Last Updated 29 September 2013, 20:38 IST

The secret unit that directly reported to former Army chief Gen V K Singh was set up after the 26/11 attacks with requisite government sanctions, the retired general has claimed.

Singh also insisted that the unit was a human intelligence organisation and at no stage it had any “off-air interceptor in its inventory” as widely perceived in the power corridors of the capital.

In the past, there were reports in a section of the media that Singh had used such equipments to snoop on Defence Minister A K Antony when confrontations with the ministry was running high over his date of birth.
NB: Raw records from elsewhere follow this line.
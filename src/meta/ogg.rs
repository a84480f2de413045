//! Standard Ogg-encapsulated Vorbis passthrough: `lewton` parses the three
//! standard header packets itself (see
//! [`VorbisState::open_standard`](crate::codecs::vorbis::VorbisState::open_standard)),
//! so this parser's own job is just the container-level fields `lewton`
//! doesn't surface: total sample count (the last Ogg page's granule
//! position) and the probe/magic check.

use super::Parser;
use crate::codecs::vorbis::{Vorbis, VorbisState};
use crate::codecs::CodecState;
use crate::stream::{MetaType, Stream};
use crate::streamfile::Streamfile;

/// Parser for standard `.ogg` Vorbis files.
#[derive(Debug, Default)]
pub struct OggVorbis;

/// Bytes from the tail of the file searched for the last `OggS` page header,
/// whose granule position gives the stream's total sample count. Vorbis
/// encoders keep trailing pages small, so this comfortably covers real
/// files without scanning the whole stream.
const TAIL_SCAN_WINDOW: u64 = 64 * 1024;

fn last_page_granule(sf: &mut dyn Streamfile) -> Option<u64> {
    let size = sf.size();
    let scan_start = size.saturating_sub(TAIL_SCAN_WINDOW);
    let scan_len = (size - scan_start) as usize;
    let mut tail = vec![0u8; scan_len];
    sf.read(&mut tail, scan_start);

    tail.windows(4)
        .rposition(|w| w == b"OggS")
        .map(|pos| u64::from_le_bytes(tail[pos + 6..pos + 14].try_into().unwrap()))
}

impl Parser for OggVorbis {
    fn name(&self) -> &'static str {
        "Ogg Vorbis"
    }

    fn probe_and_open(&self, sf: &mut dyn Streamfile, subsong: u32) -> Option<Stream> {
        if !crate::io::is_id32be(0, sf, "OggS") {
            return None;
        }
        if super::normalize_subsong(subsong) != 1 {
            return None;
        }

        let granule = last_page_granule(sf)?;

        let reopened = sf.open(sf.name())?;
        let state = VorbisState::open_standard(reopened, 0)?;
        let (channels, sample_rate) = match &state {
            VorbisState::Standard(ogg, _) => (
                ogg.ident_hdr.audio_channels,
                ogg.ident_hdr.audio_sample_rate,
            ),
            VorbisState::Custom(_) => unreachable!("open_standard only ever returns Standard"),
        };
        if channels == 0 {
            return None;
        }

        let mut stream = Stream::allocate(channels, MetaType::Ogg, crate::codecs::CodingType::Vorbis, Box::new(Vorbis));
        stream.sample_rate = sample_rate;
        stream.num_samples = granule as u32;
        stream.stream_size = sf.size();
        stream.stream_index = 1;
        stream.num_streams = 1;
        stream.layout_type = crate::layout::Layout::None;

        stream.open_stream(sf, 0);
        for ch in &mut stream.channels_state {
            let reopened = ch.streamfile.open(ch.streamfile.name())?;
            ch.codec = CodecState::Vorbis(Box::new(VorbisState::open_standard(reopened, 0)?));
        }

        Some(stream)
    }
}

#[cfg(test)]
mod test {
    use super::{last_page_granule, OggVorbis, Parser};
    use crate::streamfile::SliceFile;

    #[test]
    fn rejects_missing_magic() {
        let mut sf = SliceFile::new(vec![0u8; 64], "t.ogg");
        assert!(OggVorbis.probe_and_open(&mut sf, 0).is_none());
    }

    #[test]
    fn finds_last_page_granule() {
        let mut data = Vec::new();
        data.extend_from_slice(b"OggS");
        data.extend_from_slice(&[0u8; 2]);
        data.extend_from_slice(&1234u64.to_le_bytes());
        data.extend_from_slice(&[0u8; 12]);
        let mut sf = SliceFile::new(data, "t.ogg");
        assert_eq!(last_page_granule(&mut sf), Some(1234));
    }
}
Gen Singh, in a three-page statement released on Saturday over twitter, said the Technical Services Division – a secret intelligence unit – was set up by the Army at the behest of the National Security Adviser after the dastardly attack on Mumbai in 2008.

“TSD was set up following the due process of law with all requisite government sanctions. Hence though its existence, by the very nature of its work was secret, its existence as a secret unit was not true. It was not set up by me as my secret unit,” he said.

There are now serious questions on TSD operations and how it mismanaged intelligence funds. A three member internal committee of the Army investigated the TSD functions and submitted a report to the current Army Chief, who in turn reported it to the defence minister.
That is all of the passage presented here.